**Study material:**
'''

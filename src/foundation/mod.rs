pub(crate) mod core;
pub(crate) mod error;
pub(crate) mod sync;
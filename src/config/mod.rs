//! Scheduler options and the threading-model descriptor.

pub mod opts;
pub mod threading;
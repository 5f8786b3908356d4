use std::path::Path;
use std::time::Duration;

use crate::config::threading::ThreadingModel;
use crate::foundation::error::{SchedulerError, SchedulerResult};

/// Options controlling a [`crate::Scheduler`].
#[derive(Clone, Debug, PartialEq, Eq, serde::Serialize, serde::Deserialize)]
#[serde(default, deny_unknown_fields)]
pub struct SchedulerOpts {
    /// Threading model used by `make_target` when the caller does not pass one.
    pub default_threading: ThreadingModel,
    /// Upper bound on how long the driving context waits for a worker to acknowledge a task.
    ///
    /// `None` waits forever: a stalled collaborator stalls the frame. When set, expiry is
    /// reported as `WorkerUnresponsive` and the scheduler refuses further frames.
    pub join_timeout_ms: Option<u64>,
    /// Prefix for worker OS thread names (`{prefix}-{context}`).
    pub thread_name_prefix: String,
    /// Let `run_frame` open targets that are not open yet before rendering.
    pub auto_open: bool,
}

impl Default for SchedulerOpts {
    fn default() -> Self {
        Self {
            default_threading: ThreadingModel::default(),
            join_timeout_ms: None,
            thread_name_prefix: "framepipe".to_string(),
            auto_open: true,
        }
    }
}

impl SchedulerOpts {
    pub fn join_timeout(&self) -> Option<Duration> {
        self.join_timeout_ms.map(Duration::from_millis)
    }

    pub fn validate(&self) -> SchedulerResult<()> {
        if self.join_timeout_ms == Some(0) {
            return Err(SchedulerError::validation(
                "join_timeout_ms must be >= 1 when set",
            ));
        }
        if self.thread_name_prefix.trim().is_empty() {
            return Err(SchedulerError::validation(
                "thread_name_prefix must not be empty",
            ));
        }
        Ok(())
    }

    /// Parse and validate options from JSON text.
    pub fn from_json_str(json: &str) -> SchedulerResult<Self> {
        let opts: Self = serde_json::from_str(json)
            .map_err(|e| SchedulerError::validation(format!("scheduler options: {e}")))?;
        opts.validate()?;
        Ok(opts)
    }

    /// Read and validate options from a JSON file.
    pub fn from_json_file(path: &Path) -> SchedulerResult<Self> {
        let text = std::fs::read_to_string(path).map_err(|e| {
            SchedulerError::Other(
                anyhow::Error::new(e).context(format!("read '{}'", path.display())),
            )
        })?;
        Self::from_json_str(&text)
    }
}
use std::fmt;
use std::sync::Arc;

use crate::foundation::core::FrameNumber;
use crate::stage::assignment::StageContext;

/// When a registered callback runs relative to its context's frame task.
#[derive(Clone, Copy, Debug, PartialEq, Eq, Hash, serde::Serialize, serde::Deserialize)]
#[serde(rename_all = "snake_case")]
pub enum CallbackTime {
    PreFrame,
    PostFrame,
}

/// Handle returned by `add_callback`, used to remove the callback again.
#[derive(Clone, Copy, Debug, PartialEq, Eq, PartialOrd, Ord, Hash)]
pub struct CallbackId(pub(crate) u64);

/// What a callback learns about the frame it runs in.
#[derive(Clone, Copy, Debug)]
pub struct CallbackData<'a> {
    pub context: &'a StageContext,
    pub frame: FrameNumber,
    pub time: CallbackTime,
}

pub(crate) type CallbackFn = Arc<dyn Fn(&CallbackData<'_>) + Send + Sync>;

#[derive(Clone)]
pub(crate) struct RegisteredCallback {
    pub(crate) id: CallbackId,
    pub(crate) time: CallbackTime,
    pub(crate) func: CallbackFn,
}

impl fmt::Debug for RegisteredCallback {
    fn fmt(&self, f: &mut fmt::Formatter<'_>) -> fmt::Result {
        f.debug_struct("RegisteredCallback")
            .field("id", &self.id)
            .field("time", &self.time)
            .finish_non_exhaustive()
    }
}
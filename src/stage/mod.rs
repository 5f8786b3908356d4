//! Stage execution: assignments, per-runner work queues, and the worker handshake.

pub mod assignment;
pub mod callback;
pub(crate) mod queue;
pub(crate) mod runner;
pub mod task;
pub(crate) mod worker;
use super::*;

#[test]
fn empty_model_is_single_threaded() {
    let m = ThreadingModel::parse("").unwrap();
    assert!(m.is_single_threaded());
    assert_eq!(m.assignment(), StageAssignment::driving());
    assert_eq!(m.to_string(), "");
}

#[test]
fn bare_name_puts_cull_and_draw_together() {
    let m = ThreadingModel::parse("A").unwrap();
    let a = StageContext::named("A");
    assert_eq!(m.assignment(), StageAssignment::single(a));
    assert_eq!(m.to_string(), "A");
}

#[test]
fn slash_splits_cull_and_draw_and_window_follows_draw() {
    let m = ThreadingModel::parse("cull/draw").unwrap();
    let asg = m.assignment();
    assert_eq!(asg.cull, StageContext::named("cull"));
    assert_eq!(asg.draw, StageContext::named("draw"));
    assert_eq!(asg.window, StageContext::named("draw"));
}

#[test]
fn leading_slash_culls_on_driving_context() {
    let asg = ThreadingModel::parse("/B").unwrap().assignment();
    assert_eq!(asg.cull, StageContext::Driving);
    assert_eq!(asg.draw, StageContext::named("B"));
}

#[test]
fn window_prefix_overrides_window_context() {
    let m = ThreadingModel::parse("W:A/B").unwrap();
    assert_eq!(m.window_name(), "W");
    assert_eq!(m.assignment().window, StageContext::named("W"));
    assert_eq!(m.to_string(), "W:A/B");
    assert_eq!(ThreadingModel::parse(&m.to_string()).unwrap(), m);
}

#[test]
fn rejects_extra_separators_and_bad_names() {
    assert!(ThreadingModel::parse("A/B/C").is_err());
    assert!(ThreadingModel::parse("W:X:A").is_err());
    let err = ThreadingModel::parse("a b").unwrap_err();
    assert!(err.to_string().contains("invalid character"));
}

#[test]
fn serde_uses_string_form() {
    let m: ThreadingModel = serde_json::from_str("\"A/B\"").unwrap();
    assert_eq!(m, ThreadingModel::new("A", "B"));
    assert_eq!(serde_json::to_string(&m).unwrap(), "\"A/B\"");
    assert!(serde_json::from_str::<ThreadingModel>("\"A/B/C\"").is_err());
}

'''

**About this exercise:** Please print verbatim each line from the first line of the entries above to the line that contains "Options controlling a", inclusive, and nothing more.

**Result of this task:**
filename src/foundation/mod.rs
pub(crate) mod core;
pub(crate) mod error;
pub(crate) mod sync;
filename src/config/mod.rs
//! Scheduler options and the threading-model descriptor.

pub mod opts;
pub mod threading;
repository 5f8786b3908356d4
use std::path::Path;
use std::time::Duration;

use crate::config::threading::ThreadingModel;
use crate::foundation::error::{SchedulerError, SchedulerResult};

/// Options controlling a [`crate::Scheduler`].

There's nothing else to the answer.